Instructions to follow: Repeat exactly the lines from the start of the material below up to and including the "pub fn is_connected(self)" line.

The data:
==========
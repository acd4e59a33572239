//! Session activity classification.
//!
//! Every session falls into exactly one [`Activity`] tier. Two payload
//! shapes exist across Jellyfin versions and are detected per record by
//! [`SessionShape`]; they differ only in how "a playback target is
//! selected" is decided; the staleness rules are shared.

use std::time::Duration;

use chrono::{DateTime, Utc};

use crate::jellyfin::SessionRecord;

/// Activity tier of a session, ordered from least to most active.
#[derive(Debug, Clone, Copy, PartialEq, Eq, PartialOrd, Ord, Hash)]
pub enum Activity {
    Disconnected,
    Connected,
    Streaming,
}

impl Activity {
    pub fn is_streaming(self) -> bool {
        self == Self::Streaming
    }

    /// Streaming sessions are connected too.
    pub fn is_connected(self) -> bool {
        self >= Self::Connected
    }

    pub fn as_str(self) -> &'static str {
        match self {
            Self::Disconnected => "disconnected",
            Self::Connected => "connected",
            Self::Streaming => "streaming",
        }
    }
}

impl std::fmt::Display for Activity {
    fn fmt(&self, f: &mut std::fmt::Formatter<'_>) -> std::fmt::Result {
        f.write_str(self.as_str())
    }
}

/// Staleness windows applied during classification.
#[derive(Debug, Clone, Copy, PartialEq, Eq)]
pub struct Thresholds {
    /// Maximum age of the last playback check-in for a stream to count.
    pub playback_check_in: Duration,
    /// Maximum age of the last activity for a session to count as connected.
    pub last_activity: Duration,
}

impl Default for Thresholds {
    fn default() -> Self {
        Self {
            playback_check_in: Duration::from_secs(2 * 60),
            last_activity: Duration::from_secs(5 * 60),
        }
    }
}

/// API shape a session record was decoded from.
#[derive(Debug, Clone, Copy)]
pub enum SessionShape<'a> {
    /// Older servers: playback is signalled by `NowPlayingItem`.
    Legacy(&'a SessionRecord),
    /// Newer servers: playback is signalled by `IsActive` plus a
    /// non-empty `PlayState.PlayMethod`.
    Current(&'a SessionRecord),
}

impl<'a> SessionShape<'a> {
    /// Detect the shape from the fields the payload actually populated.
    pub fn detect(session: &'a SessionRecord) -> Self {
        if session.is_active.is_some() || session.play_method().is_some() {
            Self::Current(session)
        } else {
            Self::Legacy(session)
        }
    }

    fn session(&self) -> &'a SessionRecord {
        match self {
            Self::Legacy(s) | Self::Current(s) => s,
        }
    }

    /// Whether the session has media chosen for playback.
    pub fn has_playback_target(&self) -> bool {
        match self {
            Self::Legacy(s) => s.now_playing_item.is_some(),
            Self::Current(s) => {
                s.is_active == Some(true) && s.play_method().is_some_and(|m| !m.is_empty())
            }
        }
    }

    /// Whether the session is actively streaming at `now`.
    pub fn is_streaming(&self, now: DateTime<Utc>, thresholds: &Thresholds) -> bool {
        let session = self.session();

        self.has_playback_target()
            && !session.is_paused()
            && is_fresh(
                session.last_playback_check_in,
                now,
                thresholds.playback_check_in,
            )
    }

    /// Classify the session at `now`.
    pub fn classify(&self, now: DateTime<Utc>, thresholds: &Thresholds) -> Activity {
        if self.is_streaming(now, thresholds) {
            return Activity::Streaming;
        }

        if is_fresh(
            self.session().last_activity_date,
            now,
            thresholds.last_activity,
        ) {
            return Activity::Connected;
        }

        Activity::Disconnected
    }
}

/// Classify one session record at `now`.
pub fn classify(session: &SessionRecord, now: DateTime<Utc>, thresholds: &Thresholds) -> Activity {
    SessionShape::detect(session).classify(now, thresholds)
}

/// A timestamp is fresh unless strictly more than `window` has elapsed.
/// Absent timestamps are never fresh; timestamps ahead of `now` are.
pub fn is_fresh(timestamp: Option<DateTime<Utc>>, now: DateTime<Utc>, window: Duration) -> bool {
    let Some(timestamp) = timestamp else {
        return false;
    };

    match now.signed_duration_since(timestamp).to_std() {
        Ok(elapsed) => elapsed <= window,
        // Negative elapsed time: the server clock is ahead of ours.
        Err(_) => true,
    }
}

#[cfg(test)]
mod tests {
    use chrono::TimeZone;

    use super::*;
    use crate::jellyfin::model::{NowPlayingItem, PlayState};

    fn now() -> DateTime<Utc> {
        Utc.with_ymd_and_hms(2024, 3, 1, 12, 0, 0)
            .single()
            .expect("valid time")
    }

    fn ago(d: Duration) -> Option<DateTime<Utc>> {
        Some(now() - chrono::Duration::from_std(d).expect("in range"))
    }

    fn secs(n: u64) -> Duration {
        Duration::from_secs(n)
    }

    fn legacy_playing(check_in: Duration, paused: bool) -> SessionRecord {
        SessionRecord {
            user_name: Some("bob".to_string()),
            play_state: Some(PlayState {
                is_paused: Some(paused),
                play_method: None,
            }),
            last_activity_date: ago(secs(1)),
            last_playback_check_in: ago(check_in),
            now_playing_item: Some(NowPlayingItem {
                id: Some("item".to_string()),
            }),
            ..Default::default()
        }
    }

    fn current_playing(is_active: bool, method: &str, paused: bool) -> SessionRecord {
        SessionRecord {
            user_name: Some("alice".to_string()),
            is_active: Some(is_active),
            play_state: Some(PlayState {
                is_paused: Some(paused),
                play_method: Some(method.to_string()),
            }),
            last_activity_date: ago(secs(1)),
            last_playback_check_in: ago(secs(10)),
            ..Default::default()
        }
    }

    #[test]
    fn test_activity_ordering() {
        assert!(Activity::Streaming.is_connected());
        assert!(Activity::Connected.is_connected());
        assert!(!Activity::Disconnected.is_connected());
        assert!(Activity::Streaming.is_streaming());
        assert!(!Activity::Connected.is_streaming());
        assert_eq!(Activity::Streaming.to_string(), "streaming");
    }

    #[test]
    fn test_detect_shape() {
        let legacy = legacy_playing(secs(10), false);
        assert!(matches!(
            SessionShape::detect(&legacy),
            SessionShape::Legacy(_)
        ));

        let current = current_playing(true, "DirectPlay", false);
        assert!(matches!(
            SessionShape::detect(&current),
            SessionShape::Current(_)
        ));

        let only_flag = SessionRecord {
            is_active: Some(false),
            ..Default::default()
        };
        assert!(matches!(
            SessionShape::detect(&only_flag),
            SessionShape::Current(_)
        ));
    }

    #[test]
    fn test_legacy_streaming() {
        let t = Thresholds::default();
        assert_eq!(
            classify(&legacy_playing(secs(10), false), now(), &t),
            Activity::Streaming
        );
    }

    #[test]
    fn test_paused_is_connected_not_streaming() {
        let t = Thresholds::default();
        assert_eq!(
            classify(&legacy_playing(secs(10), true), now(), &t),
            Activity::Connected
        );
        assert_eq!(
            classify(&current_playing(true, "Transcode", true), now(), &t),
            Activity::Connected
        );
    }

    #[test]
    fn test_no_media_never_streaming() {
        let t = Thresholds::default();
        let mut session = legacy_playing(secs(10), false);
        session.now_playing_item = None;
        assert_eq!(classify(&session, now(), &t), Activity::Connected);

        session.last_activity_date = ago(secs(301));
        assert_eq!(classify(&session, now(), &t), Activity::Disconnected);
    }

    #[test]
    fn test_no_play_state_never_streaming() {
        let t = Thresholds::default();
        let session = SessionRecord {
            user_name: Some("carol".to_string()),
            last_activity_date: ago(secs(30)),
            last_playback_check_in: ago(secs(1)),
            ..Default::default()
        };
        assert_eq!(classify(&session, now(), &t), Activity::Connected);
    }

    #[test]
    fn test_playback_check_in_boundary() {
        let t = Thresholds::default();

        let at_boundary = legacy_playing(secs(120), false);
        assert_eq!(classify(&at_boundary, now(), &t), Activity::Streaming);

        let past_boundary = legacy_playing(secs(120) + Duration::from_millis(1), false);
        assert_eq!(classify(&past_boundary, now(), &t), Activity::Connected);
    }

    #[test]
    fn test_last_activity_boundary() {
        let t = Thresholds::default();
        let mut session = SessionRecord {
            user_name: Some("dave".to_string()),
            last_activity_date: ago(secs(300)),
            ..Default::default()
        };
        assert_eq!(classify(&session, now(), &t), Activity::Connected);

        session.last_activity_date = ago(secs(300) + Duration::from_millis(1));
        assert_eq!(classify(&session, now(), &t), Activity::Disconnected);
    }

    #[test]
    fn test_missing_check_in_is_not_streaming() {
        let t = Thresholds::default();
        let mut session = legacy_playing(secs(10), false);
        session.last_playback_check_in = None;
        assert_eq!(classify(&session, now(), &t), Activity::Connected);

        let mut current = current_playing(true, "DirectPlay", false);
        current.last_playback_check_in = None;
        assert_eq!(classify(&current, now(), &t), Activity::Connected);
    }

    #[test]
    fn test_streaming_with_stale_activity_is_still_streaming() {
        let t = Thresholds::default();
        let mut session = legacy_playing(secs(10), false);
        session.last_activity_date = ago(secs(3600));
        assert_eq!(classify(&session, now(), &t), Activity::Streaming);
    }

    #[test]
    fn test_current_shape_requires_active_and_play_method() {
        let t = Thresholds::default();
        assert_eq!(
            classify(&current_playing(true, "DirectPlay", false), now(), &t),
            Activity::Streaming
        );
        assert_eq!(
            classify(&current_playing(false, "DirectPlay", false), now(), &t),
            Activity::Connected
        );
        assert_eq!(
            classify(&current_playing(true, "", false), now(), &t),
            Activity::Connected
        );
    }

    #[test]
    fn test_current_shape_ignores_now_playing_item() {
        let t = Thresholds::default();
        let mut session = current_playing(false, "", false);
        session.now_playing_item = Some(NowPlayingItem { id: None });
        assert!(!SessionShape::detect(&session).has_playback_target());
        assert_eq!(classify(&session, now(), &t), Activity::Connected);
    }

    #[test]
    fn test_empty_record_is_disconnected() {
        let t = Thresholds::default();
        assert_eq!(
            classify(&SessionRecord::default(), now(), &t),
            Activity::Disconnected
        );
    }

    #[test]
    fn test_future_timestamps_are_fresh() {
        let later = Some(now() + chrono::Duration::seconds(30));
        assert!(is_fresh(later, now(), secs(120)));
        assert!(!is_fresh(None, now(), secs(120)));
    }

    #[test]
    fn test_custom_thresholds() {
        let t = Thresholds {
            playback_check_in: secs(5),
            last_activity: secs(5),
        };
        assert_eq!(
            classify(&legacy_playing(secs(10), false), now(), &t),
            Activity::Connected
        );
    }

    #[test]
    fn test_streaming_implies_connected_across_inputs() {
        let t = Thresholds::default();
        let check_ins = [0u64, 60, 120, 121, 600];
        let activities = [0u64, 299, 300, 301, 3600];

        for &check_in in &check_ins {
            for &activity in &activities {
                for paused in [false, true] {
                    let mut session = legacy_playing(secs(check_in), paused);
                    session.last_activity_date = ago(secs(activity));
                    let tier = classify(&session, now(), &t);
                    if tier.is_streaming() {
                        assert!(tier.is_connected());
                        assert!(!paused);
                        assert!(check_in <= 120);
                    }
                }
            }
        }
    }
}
==========
Answer section:
repository acd4e59a33572239
//! Session activity classification.
//!
//! Every session falls into exactly one [`Activity`] tier. Two payload
//! shapes exist across Jellyfin versions and are detected per record by
//! [`SessionShape`]; they differ only in how "a playback target is
//! selected" is decided; the staleness rules are shared.

use std::time::Duration;

use chrono::{DateTime, Utc};

use crate::jellyfin::SessionRecord;

/// Activity tier of a session, ordered from least to most active.
#[derive(Debug, Clone, Copy, PartialEq, Eq, PartialOrd, Ord, Hash)]
pub enum Activity {
    Disconnected,
    Connected,
    Streaming,
}

impl Activity {
    pub fn is_streaming(self) -> bool {
        self == Self::Streaming
    }

    /// Streaming sessions are connected too.
    pub fn is_connected(self) -> bool {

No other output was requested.